Global investors have piled into gold in 2016 as market turbulence and low or negative interest rates increase the appeal of bullion. Prices soared 29 percent to the highest in more than two years as assets in exchange-traded funds jumped 37 percent to more than 2,000 metric tons. The stampede increased after the U.K. voted to leave the European Union on June 23.
Rather than weakening, the Japanese currency has climbed in the past year because investors see it as a haven along with government bonds, silver and gold. That’s meant the price of the metal in yen has dropped 2.7 percent over that time even as bullion denominated in dollars has strengthened 18 percent.

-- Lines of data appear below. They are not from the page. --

//! Typed device-visible storage
//!
//! A [`Resource`] is a handle to storage owned by its executor: a single
//! scalar or a variable-length array of `u32`, `i32`, or `f32`. Each resource
//! keeps a host shadow of its contents plus, once it has taken part in a
//! run, a device buffer. Transfers are implicit:
//!
//! - setters write the shadow and mark it dirty; the next run uploads it
//! - a run makes the device copy of each output authoritative; the next
//!   getter downloads it
//!
//! Once a resource holds data, accessors must use its element kind.
//! Scalar accessors on array data (and the reverse) are shape errors.
//!
//! # Example
//!
//! ```
//! use kiln_core::Executor;
//!
//! # fn main() -> kiln_core::Result<()> {
//! let executor = Executor::new()?;
//! let resource = executor.new_resource()?;
//!
//! resource.set_data_array_int32(&[-1, 0, 1])?;
//! assert_eq!(resource.get_data_array_int32()?.as_slice(), &[-1, 0, 1]);
//! assert!(resource.get_uint32().is_err());
//! # Ok(())
//! # }
//! ```

use crate::error::{Error, Result};
use crate::executor::Device;
use kiln_backends::{Backend, BufferHandle, ElementKind, Shape};
use std::fmt;
use std::ops::Deref;
use std::sync::{Arc, Weak};

/// Identifier of a resource within its executor
#[derive(Debug, Clone, Copy, PartialEq, Eq, Hash, PartialOrd, Ord)]
pub struct ResourceId(pub u64);

impl ResourceId {
    pub const fn new(id: u64) -> Self {
        ResourceId(id)
    }

    pub const fn id(self) -> u64 {
        self.0
    }
}

impl fmt::Display for ResourceId {
    fn fmt(&self, f: &mut fmt::Formatter<'_>) -> fmt::Result {
        write!(f, "res{}", self.0)
    }
}

// ================================================================================================
// Contents
// ================================================================================================

/// Host-side contents of a resource
#[derive(Debug, Clone, PartialEq, Default)]
pub enum ResourceData {
    /// Freshly created or cleared
    #[default]
    Empty,
    ScalarU32(u32),
    ScalarI32(i32),
    ScalarF32(f32),
    ArrayU32(Vec<u32>),
    ArrayI32(Vec<i32>),
    ArrayF32(Vec<f32>),
}

impl ResourceData {
    pub fn shape(&self) -> Option<Shape> {
        match self {
            ResourceData::Empty => None,
            ResourceData::ScalarU32(_) | ResourceData::ScalarI32(_) | ResourceData::ScalarF32(_) => Some(Shape::Scalar),
            ResourceData::ArrayU32(_) | ResourceData::ArrayI32(_) | ResourceData::ArrayF32(_) => Some(Shape::Array),
        }
    }

    pub fn kind(&self) -> Option<ElementKind> {
        match self {
            ResourceData::Empty => None,
            ResourceData::ScalarU32(_) | ResourceData::ArrayU32(_) => Some(ElementKind::U32),
            ResourceData::ScalarI32(_) | ResourceData::ArrayI32(_) => Some(ElementKind::I32),
            ResourceData::ScalarF32(_) | ResourceData::ArrayF32(_) => Some(ElementKind::F32),
        }
    }

    /// Element count: 0 when empty, 1 for a scalar
    pub fn len(&self) -> usize {
        match self {
            ResourceData::Empty => 0,
            ResourceData::ScalarU32(_) | ResourceData::ScalarI32(_) | ResourceData::ScalarF32(_) => 1,
            ResourceData::ArrayU32(values) => values.len(),
            ResourceData::ArrayI32(values) => values.len(),
            ResourceData::ArrayF32(values) => values.len(),
        }
    }

    pub fn is_empty(&self) -> bool {
        self.len() == 0
    }

    /// Native-endian bytes as laid out in device memory
    pub fn to_bytes(&self) -> Vec<u8> {
        match self {
            ResourceData::Empty => Vec::new(),
            ResourceData::ScalarU32(value) => bytemuck::bytes_of(value).to_vec(),
            ResourceData::ScalarI32(value) => bytemuck::bytes_of(value).to_vec(),
            ResourceData::ScalarF32(value) => bytemuck::bytes_of(value).to_vec(),
            ResourceData::ArrayU32(values) => bytemuck::cast_slice(values).to_vec(),
            ResourceData::ArrayI32(values) => bytemuck::cast_slice(values).to_vec(),
            ResourceData::ArrayF32(values) => bytemuck::cast_slice(values).to_vec(),
        }
    }
}
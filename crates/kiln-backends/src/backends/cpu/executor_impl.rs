//! Dispatch driver for the CPU backend
//!
//! Loads parameter buffers into shared token slots, runs every active lane,
//! and writes outputs back only when the whole dispatch succeeded.

use super::interpreter::{Deadline, Lane, SharedTokens};
use super::memory::MemoryManager;
use crate::backend::{ExecutionContext, ExecutionReport, LaunchConfig, ParameterBinding};
use crate::error::{BackendError, Result};
use crate::isa::{CompiledProgram, Io, Parameter, TokenValue};
use kiln_tracing::perf_span;
use kiln_tracing::performance::{record_dispatch, record_transfer, Transfer};
use parking_lot::{Mutex, RwLock};
use rayon::prelude::*;
use std::sync::atomic::{AtomicU64, Ordering};
use std::sync::Arc;
use std::time::Instant;

/// CPU executor implementation
pub struct CpuExecutor {
    /// Shared memory manager
    memory: Arc<RwLock<MemoryManager>>,
    pool: Option<Arc<rayon::ThreadPool>>,
    parallel: bool,
}

impl CpuExecutor {
    /// Create a new CPU executor
    pub fn new(memory: Arc<RwLock<MemoryManager>>, pool: Option<Arc<rayon::ThreadPool>>, parallel: bool) -> Self {
        Self { memory, pool, parallel }
    }

    pub fn execute(
        &self,
        compiled: &CompiledProgram,
        bindings: &[ParameterBinding],
        config: &LaunchConfig,
    ) -> Result<ExecutionReport> {
        let start = Instant::now();
        let _span = perf_span!(
            "cpu_execute_program",
            operations = compiled.operation_count(),
            grid_size = config.grid.x,
            block_size = config.block.x
        );

        let shared = self.load_parameters(compiled, bindings)?;
        let deadline = Deadline::new(config.timeout);
        let operations = AtomicU64::new(0);
        let program = compiled.program();
        let total_blocks = config.total_blocks() as usize;
        let lanes = config.block.total_lanes();
        let work_size = config.work_size;

        let run_block = |block_idx: usize| -> Result<()> {
            deadline.check()?;
            for lane_idx in 0..lanes {
                let context = ExecutionContext::new(block_idx as u32, lane_idx, config.block);
                let worker_id = context.global_lane_index();
                if worker_id >= u64::from(work_size) {
                    break;
                }
                let executed = Lane::new(program, &shared, &deadline, worker_id as u32, work_size).run()?;
                operations.fetch_add(executed, Ordering::Relaxed);
            }
            Ok(())
        };

        if self.parallel && !compiled.uses_barriers() && total_blocks > 1 {
            match &self.pool {
                Some(pool) => pool.install(|| (0..total_blocks).into_par_iter().try_for_each(&run_block))?,
                None => (0..total_blocks).into_par_iter().try_for_each(&run_block)?,
            }
        } else {
            (0..total_blocks).try_for_each(&run_block)?;
        }

        self.store_outputs(compiled, bindings, &shared)?;

        let report = ExecutionReport {
            workers: u64::from(work_size),
            operations: operations.into_inner(),
            duration_us: start.elapsed().as_micros() as u64,
        };
        record_dispatch(report.workers, report.operations, report.duration_us);
        Ok(report)
    }

    fn binding_for<'b>(bindings: &'b [ParameterBinding], parameter: &Parameter) -> Result<&'b ParameterBinding> {
        let binding = bindings
            .iter()
            .find(|binding| binding.token == parameter.token && binding.io == parameter.io)
            .ok_or_else(|| BackendError::execution_error(format!("no buffer bound for {}", parameter)))?;

        if binding.kind != parameter.kind || binding.shape != parameter.shape {
            return Err(BackendError::type_mismatch(
                format!("{} {}", parameter.kind, parameter.shape),
                format!("{} {}", binding.kind, binding.shape),
            ));
        }
        Ok(binding)
    }

    /// Seed shared slots: inputs from their buffers, output-only tokens empty.
    ///
    /// Parameters are ordered inputs first, so a token that is both input
    /// and output keeps its input value.
    fn load_parameters(&self, compiled: &CompiledProgram, bindings: &[ParameterBinding]) -> Result<SharedTokens> {
        let transfer_start = Instant::now();
        let memory = self.memory.read();
        let mut shared = SharedTokens::new();
        let mut bytes_read = 0;

        for parameter in compiled.parameters() {
            let binding = Self::binding_for(bindings, parameter)?;
            let bytes = memory.buffer(binding.buffer)?;
            let value = match parameter.io {
                Io::Input => {
                    bytes_read += bytes.len();
                    TokenValue::from_bytes(parameter.kind, parameter.shape, bytes).ok_or_else(|| {
                        BackendError::type_mismatch(
                            format!("{} {}", parameter.kind, parameter.shape),
                            format!("{} byte buffer", bytes.len()),
                        )
                    })?
                }
                Io::Output => TokenValue::Null,
            };
            shared.entry(parameter.token).or_insert_with(|| Mutex::new(value));
        }

        record_transfer(bytes_read, Transfer::Load, transfer_start.elapsed().as_micros() as u64);
        Ok(shared)
    }

    /// Encode every output, then replace the bound buffers in one pass
    fn store_outputs(&self, compiled: &CompiledProgram, bindings: &[ParameterBinding], shared: &SharedTokens) -> Result<()> {
        let transfer_start = Instant::now();
        let mut staged = Vec::new();

        for parameter in compiled.outputs() {
            let binding = Self::binding_for(bindings, parameter)?;
            let slot = shared
                .get(&parameter.token)
                .ok_or_else(|| BackendError::execution_error(format!("{} has no slot", parameter)))?;
            let value = slot.lock();

            let produced = value.token_type();
            if produced.shape() != Some(parameter.shape) || produced.data_type() != Some(parameter.kind.data_type()) {
                return match *value {
                    TokenValue::Null => Err(BackendError::execution_error(format!(
                        "output `{}` was never written",
                        parameter.name
                    ))),
                    _ => Err(BackendError::type_mismatch(
                        format!("{} {}", parameter.kind, parameter.shape),
                        produced,
                    )),
                };
            }

            if let Some(bytes) = value.to_bytes() {
                staged.push((binding.buffer, bytes));
            }
        }

        let mut memory = self.memory.write();
        let mut bytes_written = 0;
        for (buffer, bytes) in staged {
            bytes_written += bytes.len();
            memory.replace_buffer(buffer, bytes)?;
        }
        record_transfer(bytes_written, Transfer::Store, transfer_start.elapsed().as_micros() as u64);
        Ok(())
    }
}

The surging yen hasn’t stopped some commentators from predicting a collapse. Yukio Noguchi, a university professor and former Ministry of Finance official whose business books are best sellers, envisages a scenario in which a failure of the country’s economic stimulus could drive the yen to weaken beyond 300 per dollar. That compared with about 100 yen on Thursday.
The Japanese investors attracted by BullionVault range from wealthy older businessmen who have experience working abroad and want to shelter their assets, to younger people and women seeking a haven because of increasing global economic and political risks, especially after the British vote to leave the EU, according to Whitehouse.
BullionVault sees similarities between the behavior of Japanese investors and their overseas peers, Whitehouse said. Most of its U.S. customers keep bullion abroad because they fret about the risk of confiscation, which happened during the Great Depression in the 1930s. Half of its British clients store their gold overseas, she said. The company says on its website that it’s the largest online investment gold service in the world.